Malattie infettive, ecco perché non è stato ancora creato il reparto

L'ex direttore generale dell'Asp Salvatore Lucio Ficarra: "Solo per la struttura e le attrezzature, siamo nell'ordine di un milione di euro circa. C’è bisogno di un altro milione di euro all'anno per coprire il costo del personale"

(foto ARCHIVIO)

“Malattie infettive non è un reparto come tutti gli altri. Ha bisogno di camere particolari, appositamente separate e coordinate, e con un sistema di aereazione che non lasci uscire neanche l’aria che si respira all’interno. Perché quell’aria può provocare infezioni. E’ un reparto particolare e costoso. Durante la mia presenza ad Agrigento ci abbiamo provato, ma ci vuole un finanziamento consistente. Se non ricordo male di circa un milione di euro”. Lo ha spiegato ieri Lucio Salvatore Ficarra, dal 2014 al 2017, direttore generale dell’Asp 1 di Agrigento. Proprio Ficarra si era mosso per avviare l’iter per la creazione del reparto e aveva anche ipotizzato la soluzione tampone dell’ambulatorio di Malattie infettive. Sono stati gli anni, quelli, di un ripetersi di casi di meningite, ma anche di tubercolosi a Villafranca Sicula. Per un motivo o per un altro, quel servizio sanitario – capace di diagnosi tempestive, assistenza specialistica, ma anche di salvare le vite – non è mai partito ad Agrigento: provincia che ingloba la frontiera marittima di Lampedusa. Di Malattie infettive, assente al “San Giovanni di Dio” di Agrigento così come nel resto della provincia, si è tornati a parlare dopo la tragedia che ha ucciso – a causa di una malaria non diagnosticata subito e dunque non curata – la giornalista-insegnante Loredana Guida di 44 anni.

“Non è un reparto da 50 mila di euro. Ma siamo nell’ordine, solo per la struttura e le attrezzature, di un milione di euro circa. Allora c’era la priorità della Radioterapia che ho aperto io e per la quale la Comunità Europea, e quindi la Regione, avevano destinato un finanziamento. Si è fatto poi anche il nuovo pronto soccorso – ha spiegato ieri l’ex general manager dell’azienda sanitaria provinciale di Agrigento: Lucio Salvatore Ficarra - . Un milione di euro per la struttura e le attrezzature. Non per le assunzioni a tempo determinato o indeterminato. A reparto creato, c’è l’obbligo di assumere medici, infermieri e portantini per i quali c’è bisogno di un altro milione di euro annuo per coprire il costo del personale. Le somme che ci danno a noi, annualmente, a tutte le Asp, servono per i beni di ogni giorno: per comprare i farmaci, per comprare i pasti ai malati, le lenzuola, per il personale. Gli investimenti hanno invece una strada diversa” – ha chiarito Ficarra - . Prima e dopo Ficarra, all’Asp di Agrigento, ci sono stati tanti altri direttori generali. Ma Ficarra è stato certamente l’unico che s’è battuto se non altro per creare almeno un ambulatorio.

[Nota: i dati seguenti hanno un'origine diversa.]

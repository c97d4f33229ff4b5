use chrono::{DateTime, Utc};

use crate::model::UnitSystem;

const PLACEHOLDER: &str = "--";

/// Rounds half-up, so 20.5 shows as 21 and -0.5 as 0.
fn round_half_up(value: f64) -> i64 {
    (value + 0.5).floor() as i64
}

pub fn format_temp(temp: f64, units: UnitSystem) -> String {
    format!("{}°{}", round_half_up(temp), units.temperature_symbol())
}

pub fn format_wind(speed: f64, units: UnitSystem) -> String {
    format!("{} {}", round_half_up(speed), units.wind_unit())
}

fn shifted(timestamp: i64, tz_offset_seconds: i32) -> Option<DateTime<Utc>> {
    timestamp
        .checked_add(i64::from(tz_offset_seconds))
        .and_then(|ts| DateTime::from_timestamp(ts, 0))
}

/// `7:05 AM` in the location's local time.
pub fn format_time(timestamp: i64, tz_offset_seconds: i32) -> String {
    shifted(timestamp, tz_offset_seconds)
        .map(|t| t.format("%-I:%M %p").to_string())
        .unwrap_or_else(|| PLACEHOLDER.to_string())
}

/// `Mon, Jan 5` in the location's local time.
pub fn format_date(timestamp: i64, tz_offset_seconds: i32) -> String {
    shifted(timestamp, tz_offset_seconds)
        .map(|t| t.format("%a, %b %-d").to_string())
        .unwrap_or_else(|| PLACEHOLDER.to_string())
}

/// "light rain" becomes "Light Rain".
pub fn title_case(description: &str) -> String {
    description
        .split(' ')
        .map(|word| {
            let mut chars = word.chars();
            match chars.next() {
                Some(first) => first.to_uppercase().chain(chars).collect(),
                None => String::new(),
            }
        })
        .collect::<Vec<_>>()
        .join(" ")
}
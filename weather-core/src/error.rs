use thiserror::Error;

/// Failure of a call to the weather provider.
#[derive(Debug, Error)]
pub enum GatewayError {
    #[error("API key is missing")]
    MissingCredential,

    #[error("Error {status}: {message}")]
    Http { status: u16, message: String },

    #[error("Network error: {0}")]
    Network(String),

    #[error("Unexpected response from weather provider: {0}")]
    Decode(String),

    #[error("Could not read stored credential: {0}")]
    Storage(#[from] StorageError),
}

impl GatewayError {
    /// Text for a user notification.
    pub fn user_message(&self) -> String {
        match self {
            Self::MissingCredential => "Please set your OpenWeatherMap API key in settings".to_string(),
            Self::Http { status: 401, .. } => {
                "Invalid API key. Please check your OpenWeatherMap API key.".to_string()
            }
            Self::Http { message, .. } => format!("Weather data error: {message}"),
            other => format!("Weather data error: {other}"),
        }
    }

    pub fn is_unauthorized(&self) -> bool {
        matches!(self, Self::Http { status: 401, .. })
    }
}

/// Rejected user input.
#[derive(Debug, Error, PartialEq, Eq)]
pub enum ValidationError {
    #[error("Please enter a city name")]
    EmptyQuery,

    #[error("Please enter a valid API key")]
    EmptyApiKey,

    #[error("Please enter a valid email address: '{0}'")]
    InvalidEmail(String),
}

#[derive(Debug, Error)]
pub enum StorageError {
    #[error("Storage I/O error: {0}")]
    Io(#[from] std::io::Error),

    #[error("Stored value is malformed: {0}")]
    Malformed(#[from] serde_json::Error),

    #[error("Storage location unavailable: {0}")]
    Unavailable(String),
}

#[derive(Debug, Error, Clone, PartialEq, Eq)]
pub enum LocationError {
    #[error("Location permission denied")]
    PermissionDenied,

    #[error("Location service unavailable")]
    Unavailable,

    #[error("Location error: {0}")]
    Other(String),
}

#[cfg(test)]
mod tests {
    use super::*;

    #[test]
    fn unauthorized_gets_credential_hint() {
        let err = GatewayError::Http { status: 401, message: "Invalid API key".into() };
        assert!(err.is_unauthorized());
        assert_eq!(
            err.user_message(),
            "Invalid API key. Please check your OpenWeatherMap API key."
        );
    }

    #[test]
    fn other_http_errors_pass_provider_message_through() {
        let err = GatewayError::Http { status: 404, message: "city not found".into() };
        assert!(!err.is_unauthorized());
        assert_eq!(err.user_message(), "Weather data error: city not found");
    }

    #[test]
    fn missing_credential_prompts_for_settings() {
        let msg = GatewayError::MissingCredential.user_message();
        assert!(msg.contains("API key in settings"));
    }

    #[test]
    fn network_error_is_reported_generically() {
        let msg = GatewayError::Network("connection refused".into()).user_message();
        assert_eq!(msg, "Weather data error: Network error: connection refused");
    }
}
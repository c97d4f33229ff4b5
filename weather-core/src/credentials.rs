use std::sync::Arc;

use crate::{
    error::{GatewayError, StorageError, ValidationError},
    storage::{API_KEY_STORAGE_KEY, KeyValueStore},
};

/// Access to the single stored provider API key.
#[derive(Debug, Clone)]
pub struct Credentials {
    store: Arc<dyn KeyValueStore>,
}

#[derive(Debug, thiserror::Error)]
pub enum CredentialError {
    #[error(transparent)]
    Invalid(#[from] ValidationError),
    #[error(transparent)]
    Storage(#[from] StorageError),
}

impl Credentials {
    pub fn new(store: Arc<dyn KeyValueStore>) -> Self {
        Self { store }
    }

    /// Trim and persist a new key, replacing any previous one.
    pub fn save_api_key(&self, api_key: &str) -> Result<(), CredentialError> {
        let trimmed = api_key.trim();
        if trimmed.is_empty() {
            return Err(ValidationError::EmptyApiKey.into());
        }

        self.store.set(API_KEY_STORAGE_KEY, trimmed)?;
        tracing::info!("API key saved");
        Ok(())
    }

    /// Stored key, if any. An empty stored value counts as absent.
    pub fn api_key(&self) -> Option<String> {
        match self.store.get(API_KEY_STORAGE_KEY) {
            Ok(key) => key.filter(|k| !k.is_empty()),
            Err(e) => {
                tracing::warn!(error = %e, "failed to read stored API key");
                None
            }
        }
    }

    pub fn has_api_key(&self) -> bool {
        self.api_key().is_some()
    }

    /// Key for a gateway call.
    pub fn require_api_key(&self) -> Result<String, GatewayError> {
        self.store
            .get(API_KEY_STORAGE_KEY)?
            .filter(|k| !k.is_empty())
            .ok_or(GatewayError::MissingCredential)
    }
}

“Non tutti gli ospedali hanno tutte le specialità. Se andando al pronto soccorso viene riconosciuto che quella patologia non può essere curata in quell’ospedale, si chiama chi di dovere e si trasferisce nell’ospedale più vicino che ha quella specialità – ha aggiunto, ieri, l’ex dg dell’Asp di Agrigento” - . Nell’Agrigentino, l’unità operativa di Malattie infettive manca però in tutte le aziende ospedaliere. “Per fare il reparto ci vuole il progetto, al quale noi abbiamo iniziato a lavorare, poi ci vuole il finanziamento specifico e poi ci vuole l’appalto e la realizzazione – ha sottolineato Ficarra - . Ci vogliono, dunque, circa 2 anni da quando viene dato l’avvio a quando il reparto viene consegnato. All’epoca della mia presenza (dal 2014 al 2017 ndr), si doveva anche attendere l’approvazione della nuova rete ospedaliera. E prima del 2017 non si poteva fare comunque perché c’era il famoso blocco delle assunzioni, tant’è che le stabilizzazioni sono state fatte nel 2017. Agrigento aveva, inoltre, una caratteristica: il tetto del personale a tempo determinato era sfondato, superava i 30 milioni di euro mentre, secondo le direttive, doveva essere più basso di almeno 2/3. C’erano, quindi, tutti questi problemi. Ma c’era anche quello dei ferri chirurgici che venivano sterilizzati fuori Agrigento; la risonanza non era praticabile perché si trovava in una zona interdetta a causa del cemento impoverito. Abbiamo comprato – ha concluso - il fibro-scanner perché la gente doveva andare a Palermo per fare la biopsia epatica e abbiamo aperto la Radioterapia che è costata circa 7 milioni di euro”.